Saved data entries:
>>>>>

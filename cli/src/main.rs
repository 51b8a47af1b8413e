//! spaces-indexer CLI: run sync passes and inspect indexed state.
//!
//! Usage:
//! ```bash
//! # One sync pass from the last checkpoint to the chain tip
//! DATABASE_URL=sqlite:./spaces.db spaces-indexer sync \
//!     --bitcoin-rpc http://127.0.0.1:8332 --spaces-rpc http://127.0.0.1:7225
//!
//! # Checkpoints and row counts
//! spaces-indexer status --database-url postgresql://localhost/spaces
//!
//! # Current status and history of one space
//! spaces-indexer space @bitcoin
//! ```

mod logging;

use std::process;
use std::sync::Arc;

use anyhow::{bail, Context};
use clap::{Args, Parser, Subcommand};
use tracing::info;

use spaces_core::checkpoint::CheckpointStore;
use spaces_core::config::{
    SyncConfig, SyncConfigBuilder, DEFAULT_LOCK_NAME, MAINNET_ACTIVATION_HEIGHT,
};
use spaces_core::store::SpaceReader;
use spaces_core::sync::{SyncDriver, SyncOutcome};
use spaces_rpc::{RpcBlockSource, RpcSourceConfig};
use spaces_storage::postgres::PostgresStorage;
use spaces_storage::sqlite::SqliteStorage;

use logging::{init_tracing, LogConfig};

#[derive(Parser)]
#[command(
    name = "spaces-indexer",
    about = "Index the spaces name/auction protocol into SQLite or PostgreSQL",
    version
)]
struct Cli {
    /// Emit JSON log lines (RUST_LOG sets the filter)
    #[arg(long, global = true)]
    json_logs: bool,

    #[command(subcommand)]
    command: Commands,
}

#[derive(Subcommand)]
enum Commands {
    /// Run one sync pass from the last checkpoint to the chain tip
    Sync(SyncArgs),

    /// Show checkpoints and stored row counts
    Status(StoreArgs),

    /// Show a space's status and history
    Space {
        /// Space name, e.g. @bitcoin
        name: String,
        #[command(flatten)]
        store: StoreArgs,
    },

    /// Show defaults and supported backends
    Info,

    /// Print version
    Version,
}

#[derive(Args)]
struct StoreArgs {
    /// sqlite:<path> or postgres(ql)://...
    #[arg(long, env = "DATABASE_URL")]
    database_url: String,
}

#[derive(Args)]
struct SyncArgs {
    #[command(flatten)]
    store: StoreArgs,

    /// Bitcoin node RPC endpoint
    #[arg(long, env = "BITCOIN_RPC_URL")]
    bitcoin_rpc: String,

    /// Spaces protocol RPC endpoint
    #[arg(long, env = "SPACES_RPC_URL")]
    spaces_rpc: String,

    /// Bitcoin node RPC user
    #[arg(long, env = "RPC_USER", requires = "rpc_password")]
    rpc_user: Option<String>,

    /// Bitcoin node RPC password
    #[arg(long, env = "RPC_PASSWORD", requires = "rpc_user", hide_env_values = true)]
    rpc_password: Option<String>,

    /// First height on a fresh store
    #[arg(long, env = "ACTIVATION_HEIGHT", default_value_t = MAINNET_ACTIVATION_HEIGHT)]
    activation_height: u64,

    /// Cap heights processed per sync pass
    #[arg(long, value_parser = clap::value_parser!(u64).range(1..))]
    max_blocks: Option<u64>,

    /// Advisory lock name
    #[arg(long, default_value = DEFAULT_LOCK_NAME)]
    lock_name: String,
}

impl SyncArgs {
    fn sync_config(&self) -> SyncConfig {
        let mut builder = SyncConfigBuilder::new()
            .lock_name(self.lock_name.clone())
            .activation_height(self.activation_height);
        if let Some(n) = self.max_blocks {
            builder = builder.max_blocks_per_run(n);
        }
        builder.build()
    }

    fn source_config(&self) -> RpcSourceConfig {
        let config = RpcSourceConfig::new(self.bitcoin_rpc.clone(), self.spaces_rpc.clone());
        match (&self.rpc_user, &self.rpc_password) {
            (Some(user), Some(password)) => config.with_bitcoin_auth(user, password),
            _ => config,
        }
    }
}

#[tokio::main]
async fn main() {
    let cli = Cli::parse();
    init_tracing(&LogConfig {
        json: cli.json_logs,
        ..Default::default()
    });

    let result = match cli.command {
        Commands::Sync(args) => cmd_sync(args).await,
        Commands::Status(store) => cmd_status(store).await,
        Commands::Space { name, store } => cmd_space(store, &name).await,
        Commands::Info => {
            cmd_info();
            Ok(())
        }
        Commands::Version => {
            println!("spaces-indexer {}", env!("CARGO_PKG_VERSION"));
            Ok(())
        }
    };

    if let Err(e) = result {
        eprintln!("Error: {e:#}");
        process::exit(1);
    }
}

fn cmd_info() {
    let defaults = SyncConfig::default();
    println!("spaces-indexer v{}", env!("CARGO_PKG_VERSION"));
    println!("  Activation height: {MAINNET_ACTIVATION_HEIGHT} (mainnet)");
    println!("  Lock name:         {}", defaults.lock_name);
    println!("  Blocks per run:    unlimited (set --max-blocks to cap)");
    println!("  Storage backends:  SQLite (sqlite:<path>), PostgreSQL (postgres://...)");
    println!("  Node RPC:          getblockcount, getblockhash, getblock");
    println!("  Protocol RPC:      getblockmeta");
}

// ─── Commands ────────────────────────────────────────────────────────────────

async fn cmd_sync(args: SyncArgs) -> anyhow::Result<()> {
    let config = args.sync_config();
    let source = RpcBlockSource::new(args.source_config())?;

    let outcome = match open_store(&args.store).await? {
        Store::Sqlite(store) => SyncDriver::new(config, source, store).run().await?,
        Store::Postgres(store) => SyncDriver::new(config, source, store).run().await?,
    };

    match outcome {
        SyncOutcome::Locked => println!("Another sync run holds the lock; nothing to do."),
        SyncOutcome::UpToDate { start, tip } => {
            println!("Up to date (next height {start}, tip {tip}).")
        }
        SyncOutcome::Synced(summary) => {
            println!(
                "Synced heights {}..={} in {:.1}s: {} blocks stored, {} history rows.",
                summary.start_height,
                summary.end_height,
                summary.duration.as_secs_f64(),
                summary.blocks_stored,
                summary.history_rows
            );
        }
    }
    Ok(())
}

async fn cmd_status(args: StoreArgs) -> anyhow::Result<()> {
    match open_store(&args).await? {
        Store::Sqlite(store) => print_status(store.as_ref()).await,
        Store::Postgres(store) => print_status(store.as_ref()).await,
    }
}

async fn cmd_space(args: StoreArgs, name: &str) -> anyhow::Result<()> {
    match open_store(&args).await? {
        Store::Sqlite(store) => print_space(store.as_ref(), name).await,
        Store::Postgres(store) => print_space(store.as_ref(), name).await,
    }
}

async fn print_status<S>(store: &S) -> anyhow::Result<()>
where
    S: SpaceReader + CheckpointStore,
{
    let checkpoints = store.list().await?;
    println!("Blocks stored:       {}", store.block_count().await?);
    println!("Transactions stored: {}", store.transaction_count().await?);

    match store.last_end_height().await? {
        Some(h) => println!("Last synced height:  {h}"),
        None => println!("Last synced height:  none (fresh store)"),
    }

    if checkpoints.is_empty() {
        return Ok(());
    }
    println!("\nRecent runs:");
    for cp in checkpoints.iter().rev().take(10) {
        let when = chrono::DateTime::from_timestamp(cp.recorded_at, 0)
            .map(|t| t.format("%Y-%m-%d %H:%M:%S").to_string())
            .unwrap_or_else(|| cp.recorded_at.to_string());
        println!(
            "  {when}  {:>8}..={:<8}  {:.1}s",
            cp.start_height, cp.end_height, cp.duration_secs
        );
    }
    Ok(())
}

async fn print_space<S: SpaceReader>(store: &S, name: &str) -> anyhow::Result<()> {
    let Some(space) = store.space(name).await? else {
        bail!("space {name} is not indexed");
    };

    println!("{}  status={}", space.name, space.status);
    for h in store.history_for(name).await? {
        let action = h.action.as_ref().map(|a| a.as_str()).unwrap_or("-");
        let bid = h.bid_amount.map(|b| format!(" bid={b}")).unwrap_or_default();
        println!("  #{:<6} {:<10} tx={}{bid}", h.id, action, h.txid);
    }
    Ok(())
}

// ─── Wiring ──────────────────────────────────────────────────────────────────

enum Store {
    Sqlite(Arc<SqliteStorage>),
    Postgres(Arc<PostgresStorage>),
}

async fn open_store(args: &StoreArgs) -> anyhow::Result<Store> {
    let url = args.database_url.as_str();
    if url.starts_with("postgres://") || url.starts_with("postgresql://") {
        let store = PostgresStorage::connect(url)
            .await
            .context("opening PostgreSQL store")?;
        info!("using PostgreSQL store");
        Ok(Store::Postgres(Arc::new(store)))
    } else if let Some(path) = url.strip_prefix("sqlite:") {
        let store = SqliteStorage::open(url)
            .await
            .with_context(|| format!("opening SQLite store at {path}"))?;
        info!(path, "using SQLite store");
        Ok(Store::Sqlite(Arc::new(store)))
    } else {
        bail!("unsupported database URL {url:?}: expected sqlite:<path> or postgres://...")
    }
}

#[cfg(test)]
mod tests {
    use super::*;
    use clap::CommandFactory;

    fn parse(args: &[&str]) -> Result<Cli, clap::Error> {
        Cli::try_parse_from(std::iter::once("spaces-indexer").chain(args.iter().copied()))
    }

    fn sync_args<'a>(extra: &[&'a str]) -> Vec<&'a str> {
        let mut args = vec![
            "sync",
            "--database-url",
            "sqlite:./spaces.db",
            "--bitcoin-rpc",
            "http://127.0.0.1:8332",
            "--spaces-rpc",
            "http://127.0.0.1:7225",
        ];
        args.extend_from_slice(extra);
        args
    }

    #[test]
    fn command_definition_is_valid() {
        Cli::command().debug_assert();
    }

    #[test]
    fn sync_config_from_flags() {
        let cli = parse(&sync_args(&[
            "--lock-name",
            "testnet-sync",
            "--activation-height",
            "50000",
            "--max-blocks",
            "10",
        ]))
        .unwrap();
        let Commands::Sync(args) = cli.command else {
            panic!("expected sync");
        };
        let config = args.sync_config();
        assert_eq!(config.lock_name, "testnet-sync");
        assert_eq!(config.activation_height, 50_000);
        assert_eq!(config.max_blocks_per_run, Some(10));
    }

    #[test]
    fn trailing_flag_without_value_is_rejected() {
        assert!(parse(&sync_args(&["--max-blocks"])).is_err());
        assert!(parse(&sync_args(&["--lock-name", "--json-logs"])).is_err());
    }

    #[test]
    fn unknown_flag_and_bad_numbers_are_rejected() {
        assert!(parse(&sync_args(&["--max-block", "10"])).is_err());
        assert!(parse(&sync_args(&["--max-blocks", "many"])).is_err());
        assert!(parse(&sync_args(&["--max-blocks", "0"])).is_err());
    }

    #[test]
    fn rpc_credentials_travel_together() {
        let cli = parse(&sync_args(&["--rpc-user", "alice", "--rpc-password", "secret"])).unwrap();
        let Commands::Sync(args) = cli.command else {
            panic!("expected sync");
        };
        let config = args.source_config();
        assert_eq!(config.bitcoin_auth, Some(("alice".into(), "secret".into())));
        assert_eq!(config.spaces_url, "http://127.0.0.1:7225");

        assert!(parse(&sync_args(&["--rpc-user", "alice"])).is_err());
    }

    #[test]
    fn space_takes_name_and_global_json_flag() {
        let cli = parse(&["space", "@bitcoin", "--database-url", "sqlite:x.db", "--json-logs"])
            .unwrap();
        assert!(cli.json_logs);
        let Commands::Space { name, store } = cli.command else {
            panic!("expected space");
        };
        assert_eq!(name, "@bitcoin");
        assert_eq!(store.database_url, "sqlite:x.db");
    }
}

<<<<<

§ **Exercise prompt**
Only lines containing the string "heights" are needed. Pull each of them out of the records above.

§ **Reply**
    /// Cap heights processed per sync pass
                "Synced heights {}..={} in {:.1}s: {} blocks stored, {} history rows.",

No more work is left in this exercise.